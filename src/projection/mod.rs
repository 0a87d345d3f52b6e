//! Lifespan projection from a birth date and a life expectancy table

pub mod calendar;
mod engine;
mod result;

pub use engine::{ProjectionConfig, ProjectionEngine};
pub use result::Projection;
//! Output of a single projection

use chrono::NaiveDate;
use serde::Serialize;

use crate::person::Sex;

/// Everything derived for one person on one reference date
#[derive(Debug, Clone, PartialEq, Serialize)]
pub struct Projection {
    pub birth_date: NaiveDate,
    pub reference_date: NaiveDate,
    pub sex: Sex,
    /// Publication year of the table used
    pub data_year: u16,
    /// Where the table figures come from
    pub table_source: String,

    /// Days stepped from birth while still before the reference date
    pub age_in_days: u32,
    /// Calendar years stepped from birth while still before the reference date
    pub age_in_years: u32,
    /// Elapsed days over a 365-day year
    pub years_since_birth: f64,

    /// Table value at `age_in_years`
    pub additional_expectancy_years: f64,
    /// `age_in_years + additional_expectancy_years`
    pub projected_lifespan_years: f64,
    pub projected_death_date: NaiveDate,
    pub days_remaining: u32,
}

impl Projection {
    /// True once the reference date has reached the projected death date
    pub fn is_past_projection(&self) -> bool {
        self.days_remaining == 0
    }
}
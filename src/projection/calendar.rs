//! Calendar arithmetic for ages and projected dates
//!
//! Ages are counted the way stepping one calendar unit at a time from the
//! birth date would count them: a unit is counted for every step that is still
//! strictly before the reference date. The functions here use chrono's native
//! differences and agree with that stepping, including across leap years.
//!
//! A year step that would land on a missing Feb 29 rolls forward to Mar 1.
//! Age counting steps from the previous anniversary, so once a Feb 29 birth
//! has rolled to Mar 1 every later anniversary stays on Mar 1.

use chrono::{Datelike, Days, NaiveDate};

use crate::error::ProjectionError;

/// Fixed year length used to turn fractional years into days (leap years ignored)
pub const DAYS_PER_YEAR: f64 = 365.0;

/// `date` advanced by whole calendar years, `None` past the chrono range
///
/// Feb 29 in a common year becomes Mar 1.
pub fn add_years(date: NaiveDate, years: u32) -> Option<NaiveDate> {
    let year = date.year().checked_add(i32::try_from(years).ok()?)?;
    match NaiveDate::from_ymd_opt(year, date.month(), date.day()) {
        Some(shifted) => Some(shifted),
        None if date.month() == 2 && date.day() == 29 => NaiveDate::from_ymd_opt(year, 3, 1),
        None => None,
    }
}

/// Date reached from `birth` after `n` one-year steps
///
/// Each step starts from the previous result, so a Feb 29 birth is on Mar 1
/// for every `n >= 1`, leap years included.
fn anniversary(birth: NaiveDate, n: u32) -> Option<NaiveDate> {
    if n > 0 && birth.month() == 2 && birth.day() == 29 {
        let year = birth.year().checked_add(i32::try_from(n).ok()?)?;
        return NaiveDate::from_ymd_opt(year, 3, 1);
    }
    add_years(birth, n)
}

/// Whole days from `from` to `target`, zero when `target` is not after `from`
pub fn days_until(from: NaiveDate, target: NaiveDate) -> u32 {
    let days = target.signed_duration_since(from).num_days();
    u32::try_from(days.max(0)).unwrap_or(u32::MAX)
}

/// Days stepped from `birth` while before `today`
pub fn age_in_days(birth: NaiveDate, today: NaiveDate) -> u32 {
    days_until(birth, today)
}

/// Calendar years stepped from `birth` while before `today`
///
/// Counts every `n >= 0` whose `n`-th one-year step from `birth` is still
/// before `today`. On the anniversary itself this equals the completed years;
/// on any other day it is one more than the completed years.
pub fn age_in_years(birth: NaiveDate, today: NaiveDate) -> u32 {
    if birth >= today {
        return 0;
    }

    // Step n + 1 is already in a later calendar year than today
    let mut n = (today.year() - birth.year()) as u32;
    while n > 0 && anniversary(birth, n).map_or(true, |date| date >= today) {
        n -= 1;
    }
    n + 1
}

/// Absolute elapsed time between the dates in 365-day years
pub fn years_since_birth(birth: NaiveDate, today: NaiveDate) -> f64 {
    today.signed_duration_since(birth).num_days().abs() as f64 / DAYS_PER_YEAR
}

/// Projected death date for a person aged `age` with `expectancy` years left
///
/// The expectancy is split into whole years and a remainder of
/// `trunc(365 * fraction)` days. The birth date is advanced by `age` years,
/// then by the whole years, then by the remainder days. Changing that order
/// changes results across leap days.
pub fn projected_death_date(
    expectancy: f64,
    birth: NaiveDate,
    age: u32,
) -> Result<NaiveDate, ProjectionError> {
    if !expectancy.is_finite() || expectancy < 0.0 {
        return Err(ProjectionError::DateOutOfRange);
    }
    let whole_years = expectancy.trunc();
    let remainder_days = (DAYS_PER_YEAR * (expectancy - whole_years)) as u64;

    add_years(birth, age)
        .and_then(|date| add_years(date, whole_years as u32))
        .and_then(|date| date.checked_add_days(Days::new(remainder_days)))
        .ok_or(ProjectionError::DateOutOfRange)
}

* * *

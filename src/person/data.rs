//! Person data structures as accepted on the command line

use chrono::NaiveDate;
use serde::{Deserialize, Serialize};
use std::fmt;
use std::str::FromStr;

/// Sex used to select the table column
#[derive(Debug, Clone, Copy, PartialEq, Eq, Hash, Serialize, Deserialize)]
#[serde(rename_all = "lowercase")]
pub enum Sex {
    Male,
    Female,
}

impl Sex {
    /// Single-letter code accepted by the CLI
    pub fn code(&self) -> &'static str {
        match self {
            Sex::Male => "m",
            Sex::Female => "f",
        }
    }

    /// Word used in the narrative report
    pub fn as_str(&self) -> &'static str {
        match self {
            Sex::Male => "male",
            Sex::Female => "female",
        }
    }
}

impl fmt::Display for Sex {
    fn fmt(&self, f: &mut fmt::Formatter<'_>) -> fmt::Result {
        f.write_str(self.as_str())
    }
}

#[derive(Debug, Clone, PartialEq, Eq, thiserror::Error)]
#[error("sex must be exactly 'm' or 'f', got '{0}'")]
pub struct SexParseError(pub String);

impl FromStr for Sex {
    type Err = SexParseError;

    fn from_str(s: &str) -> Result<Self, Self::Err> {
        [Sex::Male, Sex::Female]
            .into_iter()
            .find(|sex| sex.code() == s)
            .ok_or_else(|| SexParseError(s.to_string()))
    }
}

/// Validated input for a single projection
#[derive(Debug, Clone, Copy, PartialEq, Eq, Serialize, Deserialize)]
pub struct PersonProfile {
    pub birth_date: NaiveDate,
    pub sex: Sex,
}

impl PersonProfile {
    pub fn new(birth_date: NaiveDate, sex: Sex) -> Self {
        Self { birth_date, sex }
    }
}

◆ Task directions
Using the records above, give the count of lines with the word "dates", and write nothing more.

◆ Expected answer
2